Undergraduate researchers at Worcester Polytechnic Institute are studying antimicrobial peptides found in fish gills with the aim of creating engineered surfaces that kill bacteria responsible for foodborne illnesses and hospital-acquired infections
Living in an environment teaming with bacteria and fungi, fish have evolved powerful defenses against waterborne pathogens, including antimicrobial peptides located in their gills. Undergraduate researchers at Worcester Polytechnic Institute (WPI) are studying the biology and the mechanics of one of those peptides with the hope they can use that knowledge to create engineered surfaces that kill bacteria responsible for foodborne illnesses and hospital-acquired infections.
The research team, led by Terri Camesano, professor of chemical engineering, reports its latest findings in the paper "Creating Antibacterial Surfaces with the Peptide Chrysophsin-1," published online in October by the journal ACS Applied Materials & Interfaces.
"Fish have a wonderful solution for blocking bacterial and fungal infections," Camesano said. "In this study, we are working to better understand the biochemical mechanics of that process."
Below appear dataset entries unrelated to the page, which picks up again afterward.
// ── Scenarios ─────────────────────────────────────────────────────────────────

#[cfg(test)]
mod scenarios {
    use super::*;

    #[test]
    fn single_job_runs_confirm_start_end() {
        let mut s = sim(vec![job(1, 1, 120)], vec![tug(0, PIER_A)], GreedyProfit::default())
            .build()
            .unwrap();
        let mut rec = Recorder::default();
        let result = s.run(&mut rec).unwrap();

        let kinds: Vec<_> = rec.events.iter().map(|e| (e.0, e.2)).collect();
        assert_eq!(
            kinds,
            vec![
                (SimTime(120), "confirm"),
                (SimTime(120), "start_work"),
                (SimTime(180), "end_work"),
            ]
        );
        assert!(rec.ended);

        let t = task(&s, 1);
        assert_eq!(t.state, TaskState::Processed);
        assert_eq!(t.tugs, vec![TugId(0)]);
        let tug0 = s.entities().tug(TugId(0)).unwrap();
        assert!(tug0.is_free());
        assert_eq!(tug0.next_available, SimTime(180));
        assert_eq!(tug0.history.len(), 1);
        assert_eq!(tug0.history[0].work_end, Some(SimTime(180)));

        assert_eq!(result.completed, 1);
        assert_eq!(result.canceled, 0);
        assert_eq!(result.revenue, CapabilityClass::T117.hourly_rate());
        assert_eq!(result.moving_cost, 0.0);
        assert_eq!(result.profit, result.revenue);
        assert_eq!(result.exact_ratio(), 1.0);
        assert_eq!(result.stats.events, 3);
        assert_eq!(result.stats.dispatch_rounds, 1);
    }

    #[test]
    fn requirement_change_after_confirm_reverts_and_redispatches() {
        let tr = crossing();
        assert!(tr > 10);
        let change = EventKind::RequirementChange { required: vec![CapabilityClass::T117; 2] };
        let mut s = sim(vec![job(1, 1, 120)], vec![tug(0, PIER_B), tug(1, PIER_B)], GreedyProfit::default())
            .scripted(vec![scripted(1, 110, change)])
            .build()
            .unwrap();
        let mut rec = Recorder::default();
        let result = s.run(&mut rec).unwrap();

        // One tug confirmed at its departure, then released by the change.
        assert_eq!(rec.kinds_at(120 - tr), vec!["confirm"]);
        assert_eq!(rec.kinds_at(110), vec!["requirement_change", "confirm"]);
        assert!(rec.dispatches.contains(&SimTime(110)));

        let t = task(&s, 1);
        assert_eq!(t.state, TaskState::Processed);
        assert_eq!(t.tugs.len(), 2);
        assert_eq!(t.realized_start, SimTime(110 + tr));
        for id in [0, 1] {
            // The released stint is gone; only the final assignment remains.
            assert_eq!(s.entities().tug(TugId(id)).unwrap().history.len(), 1);
        }
        assert_eq!(result.waiting_minutes, 110 + tr - 120);
    }

    #[test]
    fn temporary_need_spawns_a_derived_job_and_stretches_the_parent() {
        let tr = crossing();
        let mut s = sim(vec![job(1, 1, 120)], vec![tug(0, PIER_A), tug(1, PIER_B)], NearestCapability::default())
            .scripted(vec![scripted(1, 150, EventKind::TemporaryNeed { extra: vec![CapabilityClass::T117] })])
            .build()
            .unwrap();
        let result = s.run(&mut NoopObserver).unwrap();

        let derived = task(&s, -1);
        assert_eq!(derived.state, TaskState::Processed);
        assert_eq!(derived.tugs, vec![TugId(1)]);
        assert_eq!(derived.scheduled_start, SimTime(150));
        assert_eq!(derived.realized_start, SimTime(150 + tr));
        assert_eq!(derived.work_time, 30);

        let parent = task(&s, 1);
        assert_eq!(parent.state, TaskState::Processed);
        assert_eq!(parent.tugs, vec![TugId(0), TugId(1)]);
        assert_eq!(parent.extra_wait, tr);
        assert_eq!(parent.work_time, 60 + tr);
        assert_eq!(parent.end_time(), SimTime(180 + tr));
        assert_eq!(parent.required, vec![CapabilityClass::T117; 2]);
        for id in [0, 1] {
            assert_eq!(s.entities().tug(TugId(id)).unwrap().next_available, SimTime(180 + tr));
        }

        assert_eq!(result.tasks.len(), 1);
        let o = &result.tasks[0];
        assert!(o.temporary_need);
        assert_eq!(o.tugs.len(), 2);
        assert_eq!(o.matches.exact, 2);
        // Tug 0 billed from 120, tug 1 from its departure at 150.
        let billed = tug_model::billing::billed_units(60 + tr) + tug_model::billing::billed_units(30 + tr);
        assert_eq!(o.revenue, CapabilityClass::T117.hourly_rate() * billed);
        assert!(o.moving_cost > 0.0);
    }

    #[test]
    fn failed_help_request_reruns_the_policy_without_help() {
        let calls = Arc::new(Mutex::new(Vec::new()));
        let policy = Recording { inner: GreedyProfit::default(), calls: Arc::clone(&calls) };
        let mut options = SimOptions::default();
        options.help.failure_prob = 1.0;
        let mut s = SimBuilder::new(options, vec![job(1, 1, 120), job(2, 1, 200)], vec![tug(0, PIER_A)], policy, services())
            .help_tugs(vec![tug(10, PIER_A)])
            .build()
            .unwrap();
        let result = s.run(&mut NoopObserver).unwrap();

        let calls = calls.lock().unwrap();
        assert!(!calls.is_empty());
        assert_eq!(calls.len() % 2, 0);
        for pair in calls.chunks(2) {
            assert_eq!(pair, &[(true, 1), (false, 0)]);
        }
        assert_eq!(result.stats.help_failures, result.stats.dispatch_rounds);
        assert_eq!(result.stats.policy_invocations, 2 * result.stats.dispatch_rounds);
        assert!(s.entities().tug(TugId(10)).unwrap().history.is_empty());
        assert_eq!(result.completed, 2);
    }

    #[test]
    fn help_is_not_offered_without_a_help_fleet() {
        let calls = Arc::new(Mutex::new(Vec::new()));
        let policy = Recording { inner: GreedyProfit::default(), calls: Arc::clone(&calls) };
        let mut s = sim(vec![job(1, 1, 120)], vec![tug(0, PIER_A)], policy).build().unwrap();
        s.run(&mut NoopObserver).unwrap();
        assert!(calls.lock().unwrap().iter().all(|&c| c == (false, 0)));
    }

    #[test]
    fn end_work_runs_before_a_start_delay_at_the_same_minute() {
        // Job 2 is admitted (and its delay queued) before job 1's EndWork
        // exists, so only the precedence rule puts EndWork first.
        let mut s = sim(vec![job(1, 1, 120), job(2, 1, 170)], vec![tug(0, PIER_A)], GreedyProfit::default())
            .scripted(vec![scripted(2, 180, EventKind::StartDelay { delay: 20 })])
            .build()
            .unwrap();
        let mut rec = Recorder::default();
        s.run(&mut rec).unwrap();

        assert_eq!(rec.kinds_at(180), vec!["end_work", "start_delay"]);
        let t = task(&s, 2);
        assert_eq!(t.state, TaskState::Processed);
        assert_eq!(t.scheduled_start, SimTime(190));
        assert_eq!(t.realized_start, SimTime(190));
    }

    #[test]
    fn cancel_is_idempotent_and_frees_nothing_twice() {
        let mut s = sim(vec![job(1, 1, 120)], vec![tug(0, PIER_A)], GreedyProfit::default())
            .scripted(vec![scripted(1, 100, EventKind::Cancel), scripted(1, 105, EventKind::Cancel)])
            .build()
            .unwrap();
        let mut rec = Recorder::default();
        let result = s.run(&mut rec).unwrap();

        // The second Cancel finds a finished job and is skipped.
        assert_eq!(rec.events.iter().filter(|e| e.2 == "cancel").count(), 1);
        assert_eq!(task(&s, 1).state, TaskState::Canceled);
        assert!(s.entities().tug(TugId(0)).unwrap().history.is_empty());
        assert_eq!(result.canceled, 1);
        assert_eq!(result.revenue, 0.0);
        assert!(s.visible().is_empty());
    }

    #[test]
    fn confirmed_job_canceled_before_start_pins_its_tug() {
        let tr = crossing();
        let mut s = sim(vec![job(1, 1, 120)], vec![tug(0, PIER_B)], GreedyProfit::default())
            .scripted(vec![scripted(1, 115, EventKind::Cancel)])
            .build()
            .unwrap();
        let result = s.run(&mut NoopObserver).unwrap();

        let t = task(&s, 1);
        assert_eq!(t.state, TaskState::Canceled);
        let tug0 = s.entities().tug(TugId(0)).unwrap();
        assert!(tug0.is_free());
        assert_eq!(tug0.position, PIER_A);
        assert_eq!(tug0.next_available, SimTime(115));
        assert_eq!(tug0.history[0].depart, SimTime(120 - tr));
        assert_eq!(tug0.history[0].work_end, Some(SimTime(115)));
        // The trip out is still paid for.
        assert!(result.moving_cost > 0.0);
        assert_eq!(result.profit, -result.moving_cost);
    }

    #[test]
    fn unstaffable_job_is_deferred_then_starves() {
        let mut options = SimOptions::default();
        options.max_deferrals = 3;
        let mut s = SimBuilder::new(options, vec![job(1, 2, 120)], vec![tug(0, PIER_A)], GreedyProfit::default(), services())
            .build()
            .unwrap();
        let mut rec = Recorder::default();
        let err = s.run(&mut rec).unwrap_err();

        assert!(matches!(err, SimError::Starved { task: TaskId(1), attempts: 3 }), "{err}");
        assert_eq!(rec.deferrals, vec![(TaskId(1), 1), (TaskId(1), 2)]);
        assert_eq!(task(&s, 1).realized_start, SimTime(140));
    }

    #[test]
    fn deferral_waits_for_a_late_tug() {
        // Two-tug job, second tug only joins after a long first job.
        let mut s = sim(
            vec![job(1, 1, 60), job(2, 2, 100)],
            vec![tug(0, PIER_A), tug(1, PIER_A)],
            GreedyProfit::default(),
        )
        .build()
        .unwrap();
        let result = s.run(&mut NoopObserver).unwrap();
        assert_eq!(result.completed, 2);
        // Job 1 holds a tug until 120, so job 2 waits for it.
        assert_eq!(task(&s, 2).realized_start, SimTime(120));
        assert_eq!(result.waiting_minutes, 20);
    }

    #[test]
    fn stall_guard_wakes_the_loop_for_an_uncrewed_job() {
        // The only tug comes on shift at 08:00; a long start delay pushes
        // the uncrewed job's Confirm far out with nothing else queued.
        let mut options = SimOptions::default();
        options.duty_floor = 0;
        let day_tug = tug(0, PIER_A).with_shift(tug_model::DutyShift::Day);
        let mut s = SimBuilder::new(options, vec![job(1, 1, 120)], vec![day_tug], GreedyProfit::default(), services())
            .scripted(vec![scripted(1, 100, EventKind::StartDelay { delay: 380 })])
            .build()
            .unwrap();
        let mut rec = Recorder::default();
        let result = s.run(&mut rec).unwrap();

        assert!(result.stats.stall_guards > 0);
        assert!(rec.events.iter().any(|e| e.2 == "routine"));
        assert_eq!(task(&s, 1).realized_start, SimTime(500));
        assert_eq!(result.completed, 1);
    }

    #[test]
    fn crewed_job_waits_for_a_far_confirm_without_waking_the_loop() {
        let mut options = SimOptions::default();
        options.start_delay_tolerance = 0;
        let mut s = SimBuilder::new(options, vec![job(1, 1, 120)], vec![tug(0, PIER_A)], GreedyProfit::default(), services())
            .scripted(vec![scripted(1, 100, EventKind::StartDelay { delay: 200 })])
            .build()
            .unwrap();
        let mut rec = Recorder::default();
        let result = s.run(&mut rec).unwrap();

        assert_eq!(result.stats.stall_guards, 0);
        assert!(rec.events.iter().all(|e| e.2 != "routine"));
        assert_eq!(task(&s, 1).realized_start, SimTime(320));
        assert_eq!(result.completed, 1);
    }

    #[test]
    fn confirm_with_a_held_tug_is_deferred() {
        let mut s = sim(vec![job(1, 1, 120)], vec![tug(0, PIER_A)], GreedyProfit::default())
            .build()
            .unwrap();
        let mut rec = Recorder::default();
        // Admission at 60 crews the job with tug 0.
        assert!(s.step(&mut rec).unwrap());
        assert_eq!(task(&s, 1).tugs, vec![TugId(0)]);

        s.entities
            .tug_mut(TugId(0))
            .unwrap()
            .engage(TaskId(99), SimTime(60), SimTime(60), SimTime(125), PIER_A);
        assert!(s.step(&mut rec).unwrap());
        assert_eq!(rec.deferrals, vec![(TaskId(1), 1)]);
        assert_eq!(task(&s, 1).state, TaskState::UnprocessedUnassigned);

        s.entities.tug_mut(TugId(0)).unwrap().disengage(TaskId(99), SimTime(125)).unwrap();
        let result = s.run(&mut rec).unwrap();
        assert_eq!(result.completed, 1);
        assert!(task(&s, 1).realized_start >= SimTime(125));
        assert_eq!(result.stats.deferrals, 1);
    }

    #[test]
    fn crossed_temporary_needs_settle_in_staging_order() {
        // Each job's only tug is the other job's only candidate helper.
        let tr = crossing();
        let need = || EventKind::TemporaryNeed { extra: vec![CapabilityClass::T117] };
        let mut s = sim(
            vec![job(1, 1, 120), job(2, 1, 120)],
            vec![tug(0, PIER_A), tug(1, PIER_A)],
            NearestCapability::default(),
        )
        .scripted(vec![scripted(1, 150, need()), scripted(2, 150, need())])
        .build()
        .unwrap();
        let mut steps = 0;
        while s.step(&mut NoopObserver).unwrap() {
            steps += 1;
            assert!(steps < 1_000, "no progress at {}", s.now());
        }

        // -2 is staged first and may not wait on job 1's tug, so only -1
        // is crewed; job 2 ends on time and takes -2 with it.
        let (d1, d2) = (task(&s, -1), task(&s, -2));
        assert_eq!(d1.state, TaskState::Processed);
        assert_eq!(d1.tugs, task(&s, 2).tugs);
        assert_eq!(d1.realized_start, SimTime(180 + tr));
        assert_eq!(d2.state, TaskState::Canceled);
        assert_eq!(task(&s, 2).end_time(), SimTime(180));
        assert_eq!(task(&s, 1).end_time(), SimTime(210 + tr));
    }

    #[test]
    fn scripted_work_delay_moves_the_end() {
        let mut s = sim(vec![job(1, 1, 120)], vec![tug(0, PIER_A)], GreedyProfit::default())
            .scripted(vec![scripted(1, 150, EventKind::WorkDelay { delay: 25 })])
            .build()
            .unwrap();
        let mut rec = Recorder::default();
        s.run(&mut rec).unwrap();

        assert_eq!(rec.kinds_at(205), vec!["end_work"]);
        assert!(rec.kinds_at(180).is_empty());
        assert_eq!(s.entities().tug(TugId(0)).unwrap().next_available, SimTime(205));
    }
}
As fish filter water through their gills to extract oxygen, antimicrobial peptides (AMPs), including Chrysosphin-1, trap and kill pathogens before they can invade the fish's bloodstream. Scientists in many laboratories around the world are actively exploring the potential use of these molecules to prevent human infections. In the current study, the WPI team attached AMPs to silicon and gold surfaces using two different approaches and measured the bound peptides' ability to kill the bacterial pathogen E. coli.
E. coli cells cultured with antimicrobial peptides (AMPs) bound to silicon crystals (the green cells are alive; the red are dead). The AMPs on the left are flat; those on the right are vertical.
In the first method, the AMPs were absorbed directly onto gold and silicon crystals, forming a single layer of molecules with the AMPs lying flat on the surface. In the second method, the tips of the AMPs were attached to the surfaces with a glue-like substance so that the peptides rose vertically, like blades of grass extending up from the ground.
Surfaces with both AMP configurations were cultured with E. coli cells. The results showed that when the AMPs were lying flat they killed 34 percent of the bacteria in the culture, but when they were standing up vertically they killed 82 percent.